Adocia And Eli Lilly Announce Positive Topline Results From A Phase 1b Study Of Repeated Administration Of Ultra-Rapid Biochaperone Lispro In Patients With Type 1 Diabetes

• At the beginning of each 14-day treatment period, BioChaperone Lispro U100 demonstrated a statistically significant 31 percent reduction in blood glucose excursion over the first two hours compared to Humalog injected at the time of a solid meal

• After 14 days of treatment, a statistically significant 42 percent reduction in blood glucose excursion over the first two hours was observed with BioChaperone Lispro U100 over Humalog, when the treatments were injected at mealtime

• BioChaperone Lispro and Humalog showed similar safety results in the outpatient setting and were well tolerated

Lyon and Indianapolis, March 14, 2016 – Adocia (Euronext Paris: ADOC) and Eli Lilly and Company (NYSE: LLY) announced today positive topline results from a Phase 1b clinical trial under the Adocia-Lilly partnership evaluating BioChaperone Lispro, an ultra-rapid formulation of insulin lispro licensed to Lilly. This formulation uses Adocia’s proprietary technology BioChaperone, designed to accelerate insulin absorption.

This study was the first outpatient 14-day study comparing the effect of multiple daily injections of BioChaperone Lispro and Humalog® (insulin lispro rDNA origin) on post-prandial glycemic control relative to solid standardized meals in 36 patients with type 1 diabetes. The study also investigated the effects of different timing of administration, with treatments being injected either at mealtime, 15 minutes before, or 15 minutes after the start of a solid meal. Whereas commercialized fast-acting insulin analogs are usually injected before the meal, an ultra-rapid insulin aims to allow injection at the time of the meal, or even after the start of a meal, while maintaining a reduction in the magnitude of glycemic excursions.

“We are extremely pleased to confirm that BioChaperone Lispro consistently delivered superior post-prandial control compared to Humalog, especially after a real-life solid meal. BioChaperone Lispro proved to offer a robust performance throughout the study period,” said Simon Bruce, MD, PhD, Adocia’s Chief Medical Officer. “We also saw excellent preliminary safety results in the outpatient setting, with no observed difference between the treatments.”

In this double-blind, randomized, crossover study, 36 patients with type 1 diabetes used individualized doses of either BioChaperone Lispro or Humalog as the short acting insulin in their multiple daily injection regimen, over two periods of 14 days. At the beginning and the end of each period, patients were subject to a meal tolerance test in the clinic to compare post-prandial blood glucose profiles after identical bolus injections immediately before the meal of either BioChaperone Lispro or Humalog relative to a solid standard meal. At the beginning of the study, when injected at the time of meal, BioChaperone Lispro demonstrated a statistically significant 31 percent reduction in blood glucose excursion over the first two hours compared to Humalog.

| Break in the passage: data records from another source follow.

pub mod checkin;
pub mod config;
pub mod detector;
pub mod models;
pub mod parser;
pub mod plugins;
pub mod scheduler;
pub mod session;
pub mod store;
pub mod utils;

// Re-export commonly used types
pub use config::AppConfig;
pub use utils::error::AppError;

pub type Result<T> = std::result::Result<T, AppError>;
use config::{Config, ConfigError, Environment, File};
use serde::{Deserialize, Serialize};
use std::env;
use std::path::{Path, PathBuf};
use url::Url;

#[derive(Debug, Clone, Default, Serialize, Deserialize)]
#[serde(default)]
pub struct AppConfig {
    pub monitor: MonitorConfig,
    pub scraper: ScraperConfig,
    pub storage: StorageConfig,
    pub notifications: NotificationsConfig,
    pub checkin: CheckinConfig,
    pub session: SessionConfig,
    pub metrics: MetricsConfig,
}

#[derive(Debug, Clone, Serialize, Deserialize, PartialEq, Eq)]
pub struct Target {
    pub region: String,
    pub url: String,
}

#[derive(Debug, Clone, Copy, Default, Serialize, Deserialize, PartialEq, Eq)]
#[serde(rename_all = "lowercase")]
pub enum DetectorMode {
    /// Diff stock counts; delisted cards are not reported.
    #[default]
    Stock,
    /// Diff stock and report cards that disappear.
    Status,
}

#[derive(Debug, Clone, Serialize, Deserialize)]
#[serde(default)]
pub struct MonitorConfig {
    pub origin: String,
    pub targets: Vec<Target>,
    pub interval_secs: u64,
    pub interval_jitter_secs: u64,
    pub retry_attempts: u32,
    pub retry_delay_ms: u64,
    pub failure_alert_threshold: u32,
    pub members_only: bool,
    pub mode: DetectorMode,
}

#[derive(Debug, Clone, Serialize, Deserialize)]
#[serde(default)]
pub struct ScraperConfig {
    pub request_timeout: u64,
    pub cookie: Option<String>,
    pub proxy: Option<String>,
    pub accept_language: String,
    pub browser_fallback: bool,
    pub chrome_path: Option<String>,
}

#[derive(Debug, Clone, Serialize, Deserialize)]
#[serde(default)]
pub struct StorageConfig {
    pub snapshot_path: PathBuf,
    pub stats_path: PathBuf,
    pub last_sign_path: PathBuf,
    pub cookie_status_path: PathBuf,
    pub log_dir: PathBuf,
    pub log_file: String,
}

#[derive(Debug, Clone, Default, Serialize, Deserialize)]
#[serde(default)]
pub struct NotificationsConfig {
    pub serverchan: ServerChanConfig,
}

#[derive(Debug, Clone, Serialize, Deserialize)]
#[serde(default)]
pub struct ServerChanConfig {
    pub sckey: Option<String>,
    /// Endpoint template; `{key}` is replaced with the push key.
    pub endpoint: String,
    pub request_timeout: u64,
}

#[derive(Debug, Clone, Serialize, Deserialize)]
#[serde(default)]
pub struct CheckinConfig {
    pub enabled: bool,
    pub url: Option<String>,
    pub referer: Option<String>,
    pub cookie: Option<String>,
    pub request_timeout: u64,
}

#[derive(Debug, Clone, Serialize, Deserialize)]
#[serde(default)]
pub struct SessionConfig {
    pub enabled: bool,
    pub interval_secs: u64,
    pub storefront_path: String,
    pub checkin_probe_url: Option<String>,
    pub logged_in_markers: Vec<String>,
    pub logged_out_markers: Vec<String>,
}

#[derive(Debug, Clone, Serialize, Deserialize)]
#[serde(default)]
pub struct MetricsConfig {
    pub enabled: bool,
    pub port: u16,
}

impl Default for MonitorConfig {
    fn default() -> Self {
        let origin = "https://www.mjjvm.com";
        let targets = [
            ("白银区", 1),
            ("黄金区", 2),
            ("钻石区", 3),
            ("星耀区", 4),
            ("特别活动区", 6),
        ]
        .into_iter()
        .map(|(region, gid)| Target {
            region: region.to_string(),
            url: format!("{}/cart?fid=1&gid={}", origin, gid),
        })
        .collect();

        Self {
            origin: origin.to_string(),
            targets,
            interval_secs: 60,
            interval_jitter_secs: 0,
            retry_attempts: 3,
            retry_delay_ms: 2000,
            failure_alert_threshold: 10,
            members_only: true,
            mode: DetectorMode::Stock,
        }
    }
}

impl Default for ScraperConfig {
    fn default() -> Self {
        Self {
            request_timeout: 20,
            cookie: None,
            proxy: None,
            accept_language: "zh-CN,zh;q=0.9".to_string(),
            browser_fallback: false,
            chrome_path: None,
        }
    }
}

impl Default for StorageConfig {
    fn default() -> Self {
        Self {
            snapshot_path: PathBuf::from("stock_data.json"),
            stats_path: PathBuf::from("sign_stats.json"),
            last_sign_path: PathBuf::from("last_sign_date.txt"),
            cookie_status_path: PathBuf::from("cookie_status.json"),
            log_dir: PathBuf::from("logs"),
            log_file: "stock_out.log".to_string(),
        }
    }
}

impl Default for ServerChanConfig {
    fn default() -> Self {
        Self {
            sckey: None,
            endpoint: "https://sctapi.ftqq.com/{key}.send".to_string(),
            request_timeout: 10,
        }
    }
}

impl Default for CheckinConfig {
    fn default() -> Self {
        Self {
            enabled: true,
            url: None,
            referer: None,
            cookie: None,
            request_timeout: 20,
        }
    }
}

impl Default for SessionConfig {
    fn default() -> Self {
        Self {
            enabled: true,
            interval_secs: 14400,
            storefront_path: "/clientarea".to_string(),
            checkin_probe_url: None,
            logged_in_markers: vec![
                "退出登录".to_string(),
                "注销".to_string(),
                "logout".to_string(),
            ],
            logged_out_markers: vec![
                "请登录".to_string(),
                "忘记密码".to_string(),
                "name=\"password\"".to_string(),
            ],
        }
    }
}

impl Default for MetricsConfig {
    fn default() -> Self {
        Self {
            enabled: false,
            port: 9001,
        }
    }
}

/// Flat variables accepted for compatibility with plain `.env` files.
const LEGACY_KEYS: &[(&str, &str)] = &[
    ("SCKEY", "notifications.serverchan.sckey"),
    ("MJJVM_COOKIE", "scraper.cookie"),
    ("PROXY", "scraper.proxy"),
    ("CHROME_PATH", "scraper.chrome_path"),
    ("INTERVAL", "monitor.interval_secs"),
    ("SIGN_URL", "checkin.url"),
    ("SIGN_COOKIE", "checkin.cookie"),
    ("COOKIE_CHECK_INTERVAL", "session.interval_secs"),
];

impl AppConfig {
    /// Layers: built-in defaults, config files, `WATCHER__*` variables, then flat legacy keys.
    /// An explicit `path` must exist.
    pub fn load(path: Option<&Path>) -> Result<Self, ConfigError> {
        if let Err(e) = dotenvy::dotenv() {
            if !e.not_found() {
                return Err(ConfigError::Message(format!("Failed to read .env: {}", e)));
            }
        }

        let mut builder = Config::builder();
        builder = match path {
            Some(path) => builder.add_source(File::from(path).required(true)),
            None => builder
                .add_source(File::with_name("config/default").required(false))
                .add_source(File::with_name("config/local").required(false)),
        };
        builder = builder.add_source(Environment::with_prefix("WATCHER").separator("__"));

        for (var, key) in LEGACY_KEYS {
            let value = env::var(var)
                .ok()
                .map(|v| v.trim().to_string())
                .filter(|v| !v.is_empty());
            builder = builder.set_override_option(*key, value)?;
        }

        let config: AppConfig = builder.build()?.try_deserialize()?;
        config.validate()?;
        Ok(config)
    }

    pub fn validate(&self) -> Result<(), ConfigError> {
        // Monitor
        if self.monitor.targets.is_empty() {
            return Err(ConfigError::Message("At least one monitor target is required".into()));
        }

        if Url::parse(&self.monitor.origin).is_err() {
            return Err(ConfigError::Message("Invalid monitor origin URL".into()));
        }

        for target in &self.monitor.targets {
            if Url::parse(&target.url).is_err() {
                return Err(ConfigError::Message(format!(
                    "Invalid URL for target '{}': {}",
                    target.region, target.url
                )));
            }
        }

        if self.monitor.interval_secs == 0 {
            return Err(ConfigError::Message("Monitor interval_secs must be greater than 0".into()));
        }

        if self.monitor.retry_attempts == 0 {
            return Err(ConfigError::Message("Monitor retry_attempts must be greater than 0".into()));
        }

        if self.monitor.failure_alert_threshold == 0 {
            return Err(ConfigError::Message(
                "Monitor failure_alert_threshold must be greater than 0".into(),
            ));
        }

        // Scraper
        if let Some(proxy) = &self.scraper.proxy {
            if Url::parse(proxy).is_err() {
                return Err(ConfigError::Message("Invalid proxy URL".into()));
            }
        }

        // Notifications
        if !self.notifications.serverchan.endpoint.contains("{key}") {
            return Err(ConfigError::Message(
                "ServerChan endpoint must contain a {key} placeholder".into(),
            ));
        }

        // Check-in
        if let Some(url) = &self.checkin.url {
            if Url::parse(url).is_err() {
                return Err(ConfigError::Message("Invalid check-in URL".into()));
            }
        }

        // Session probe
        if self.session.enabled && self.session.interval_secs == 0 {
            return Err(ConfigError::Message("Session interval_secs must be greater than 0".into()));
        }

        // Metrics
        if self.metrics.enabled && self.metrics.port == 0 {
            return Err(ConfigError::Message("Metrics port must be greater than 0".into()));
        }

        Ok(())
    }

    pub fn push_key(&self) -> Option<&str> {
        self.notifications
            .serverchan
            .sckey
            .as_deref()
            .map(str::trim)
            .filter(|key| !key.is_empty())
    }
}
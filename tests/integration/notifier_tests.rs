use restock_watcher::AppError;
use restock_watcher::models::{ChangeEvent, ChangeKind, MemberTier, ProductRecord};
use restock_watcher::plugins::Notifier;
use restock_watcher::plugins::notifiers::ServerChanNotifier;
use restock_watcher::plugins::traits::Notification;
use serde_json::json;
use wiremock::matchers::{method, path};
use wiremock::{Mock, MockServer, ResponseTemplate};

use super::{PUSH_KEY, bodies_for, expect_pushes, serverchan_for};

#[tokio::test]
async fn test_push_posts_title_and_desp() {
    let server = MockServer::start().await;
    expect_pushes(&server, 1).await;

    let notifier = ServerChanNotifier::new(&serverchan_for(&server)).unwrap();
    let product = ProductRecord::new("HK-NAT", "白银区", 3).with_tier(MemberTier::Silver);
    let event = ChangeEvent::for_product(ChangeKind::Listed, 0, &product);

    let result = notifier.notify(&Notification::from_change(&event)).await.unwrap();
    assert!(result.success);
    assert_eq!(result.message_id.as_deref(), Some("1001"));

    let bodies = bodies_for(&server, &format!("/{}.send", PUSH_KEY)).await;
    assert_eq!(bodies.len(), 1);
    assert!(bodies[0].contains("title=🟢 Listed - 白银区"));
    assert!(bodies[0].contains("Name: HK-NAT"));
    assert!(bodies[0].contains("Stock: 3"));
}

#[tokio::test]
async fn test_nonzero_code_is_delivery_failure() {
    let server = MockServer::start().await;
    Mock::given(method("POST"))
        .and(path(format!("/{}.send", PUSH_KEY)))
        .respond_with(ResponseTemplate::new(200).set_body_json(json!({
            "code": 40001,
            "message": "bad key"
        })))
        .expect(1)
        .mount(&server)
        .await;

    let notifier = ServerChanNotifier::new(&serverchan_for(&server)).unwrap();
    let err = notifier.notify(&Notification::new("t", "b")).await.unwrap_err();

    match err {
        AppError::Notification(message) => assert!(message.contains("bad key")),
        other => panic!("expected notification error, got {other:?}"),
    }
}

#[tokio::test]
async fn test_http_error_is_delivery_failure() {
    let server = MockServer::start().await;
    Mock::given(method("POST"))
        .respond_with(ResponseTemplate::new(500).set_body_string("down"))
        .expect(1)
        .mount(&server)
        .await;

    let notifier = ServerChanNotifier::new(&serverchan_for(&server)).unwrap();
    let result = notifier.notify(&Notification::new("t", "b")).await;

    assert!(matches!(result, Err(AppError::Notification(_))));
}
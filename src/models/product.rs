use serde::{Deserialize, Serialize};
use crate::models::{MemberTier, ProductStatus};

/// One listing card as seen in a single poll cycle.
#[derive(Debug, Clone, Serialize, Deserialize, PartialEq, Eq)]
pub struct ProductRecord {
    pub name: String,
    pub region: String,
    #[serde(default)]
    pub stock: u32,
    #[serde(default, skip_serializing_if = "Option::is_none")]
    pub status: Option<ProductStatus>,

    // Requirements and description
    #[serde(default)]
    pub member_only: MemberTier,
    #[serde(default)]
    pub config: String,

    // Links
    #[serde(default)]
    pub url: Option<String>,
    #[serde(default)]
    pub pid: Option<String>,
}

impl ProductRecord {
    pub fn new(name: impl Into<String>, region: impl Into<String>, stock: u32) -> Self {
        Self {
            name: name.into(),
            region: region.into(),
            stock,
            status: Some(ProductStatus::from_stock(stock)),
            member_only: MemberTier::None,
            config: String::new(),
            url: None,
            pid: None,
        }
    }

    pub fn with_tier(mut self, tier: MemberTier) -> Self {
        self.member_only = tier;
        self
    }

    /// Identity of a record: the name qualified by its region.
    pub fn key(&self) -> String {
        record_key(&self.region, &self.name)
    }
}

pub fn record_key(region: &str, name: &str) -> String {
    format!("{} - {}", region, name)
}

impl ProductStatus {
    pub fn from_stock(stock: u32) -> Self {
        if stock > 0 {
            ProductStatus::OnSale
        } else {
            ProductStatus::SoldOut
        }
    }
}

After 14 days of treatment for each treatment, BioChaperone Lispro also demonstrated a statistically significant 42 percent reduction in blood glucose excursion over the first two hours compared to Humalog, when injected at the time of the meal. This last result demonstrates the robustness of the performance of BioChaperone Lispro on a two week period.

“This was an important study and provides our first experience with repeat doses of this ultra-rapid insulin formulation in an outpatient setting,” said Thomas Hardy, M.D. Ph.D., Senior Medical Director, Lilly Research Laboratories. “We are encouraged by these results and look forward to seeing the results of additional, ongoing studies.”

Both BioChaperone Lispro and Humalog were similarly well tolerated throughout the 14 days. No new or unexpected safety findings were observed and no local reactions were seen on the site of administration for either treatment. The registry on clinicaltrials.gov for this trial (NCT02528396) has been updated.